Ok, so I spent about three hours on my Croma 10 inch chef's knife last Saturday. I had only a 600 grit medium Smith's 2 inch stone to work with. I got it very sharp, but not enough to drop a tomato on it and watch it split in half. It did take a slice off of the side when my aim was poor.
Today, I took the same knife, and the same wet stone and applied very light strokes to the edge. I then lightly steeled the knife. On Saturday, when I dropped the tomato and my aim was true, the tomato didn't cut, not even through the skin a little bit. After today's effort, the same tomato drop test made me smile. Teh tomato cut 3/4 way through when dropped from about 6 inches above the knife edge. I just purchased some cow hide from which I will make a strop. I then saturate the strop with jeweler's rouge (red for the initial trial) and see where that gets me. And yes, I've worked hard to create that convex edge with just a Smith's stone. It takes a lot of careful strokes, and practiced hand movements.

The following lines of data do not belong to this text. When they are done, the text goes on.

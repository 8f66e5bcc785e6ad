//! Manifest loading.
//!
//! The manifest is a JSON document listing the images to convert. Two
//! top-level shapes are accepted:
//!
//! ```json
//! ["photos/a.jpg", {"path": "photos/b.png"}]
//! ```
//!
//! ```json
//! {"images": ["photos/a.jpg", {"file": "photos/b.png"}]}
//! ```
//!
//! Any other top-level shape is read as an empty list, which the loader
//! rejects. Object entries name their path under the first of
//! [`PATH_KEYS`] that holds a non-empty string.

use serde::Deserialize;
use serde::de::IgnoredAny;
use serde_json::{Map, Value};
use std::path::{Path, PathBuf};
use thiserror::Error;

/// Keys checked, in order, for the path of an object entry.
pub const PATH_KEYS: [&str; 3] = ["path", "file", "input"];

#[derive(Error, Debug)]
pub enum ManifestError {
    #[error("Image list not found: {}", .0.display())]
    NotFound(PathBuf),
    #[error("Failed to read image list {}: {source}", .path.display())]
    Io {
        path: PathBuf,
        source: std::io::Error,
    },
    #[error("Failed to parse JSON: {}", .path.display())]
    Json {
        path: PathBuf,
        source: serde_json::Error,
    },
    #[error("No image entries found in image list.")]
    Empty,
}

/// One element of the manifest's image list.
#[derive(Debug, Clone, PartialEq, Eq, Deserialize)]
#[serde(from = "RawEntry")]
pub enum ManifestEntry {
    /// A bare string, used verbatim as the path.
    PlainPath(String),
    /// An object; `None` when none of [`PATH_KEYS`] holds a usable string.
    KeyedPath(Option<String>),
    /// Anything else (numbers, booleans, nested arrays, null).
    Unrecognized,
}

impl ManifestEntry {
    /// The raw path this entry names, if any. Empty strings count as missing.
    pub fn path(&self) -> Option<&str> {
        match self {
            Self::PlainPath(p) => Some(p.as_str()).filter(|p| !p.is_empty()),
            Self::KeyedPath(p) => p.as_deref(),
            Self::Unrecognized => None,
        }
    }
}

#[derive(Deserialize)]
#[serde(untagged)]
enum RawEntry {
    Plain(String),
    Keyed(Map<String, Value>),
    Other(IgnoredAny),
}

impl From<RawEntry> for ManifestEntry {
    fn from(raw: RawEntry) -> Self {
        match raw {
            RawEntry::Plain(path) => Self::PlainPath(path),
            RawEntry::Keyed(fields) => Self::KeyedPath(
                PATH_KEYS.iter().find_map(|key| {
                    fields
                        .get(*key)
                        .and_then(Value::as_str)
                        .filter(|s| !s.is_empty())
                        .map(str::to_string)
                }),
            ),
            RawEntry::Other(_) => Self::Unrecognized,
        }
    }
}

#[derive(Deserialize)]
#[serde(untagged)]
enum Document {
    List(Vec<ManifestEntry>),
    Wrapped { images: Vec<ManifestEntry> },
    Other(IgnoredAny),
}

impl Document {
    fn into_entries(self) -> Vec<ManifestEntry> {
        match self {
            Self::List(entries) | Self::Wrapped { images: entries } => entries,
            Self::Other(_) => Vec::new(),
        }
    }
}

/// Parse manifest JSON text. Unsupported shapes yield an empty list.
pub fn parse_manifest(json: &str) -> Result<Vec<ManifestEntry>, serde_json::Error> {
    serde_json::from_str::<Document>(json).map(Document::into_entries)
}

/// Read and parse the manifest at `path`, rejecting missing files, invalid
/// JSON and empty entry lists.
pub fn load_manifest(path: &Path) -> Result<Vec<ManifestEntry>, ManifestError> {
    if !path.exists() {
        return Err(ManifestError::NotFound(path.to_path_buf()));
    }
    let content = std::fs::read_to_string(path).map_err(|source| ManifestError::Io {
        path: path.to_path_buf(),
        source,
    })?;
    let entries = parse_manifest(&content).map_err(|source| ManifestError::Json {
        path: path.to_path_buf(),
        source,
    })?;
    if entries.is_empty() {
        return Err(ManifestError::Empty);
    }
    Ok(entries)
}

I will have a scary sharp knife. It's now a personal quest. And I'll do it by hand, with minimalist tools, just to show that it can be done. The knife is up to the task. The question is, how skillful am I? We shall see.
So, GB, I hope to hear how and when you get your knife super sharp. And no, I'm not competing against you. I'm on the same quest, just with a different knife.
As far as you two sharpening maniacs, and you know who you are, I'll probably never get a knife as sharp as either of you. I don't have the tools or desire, or at this time, the technique or skill. You guys are amazing at dressing your knives.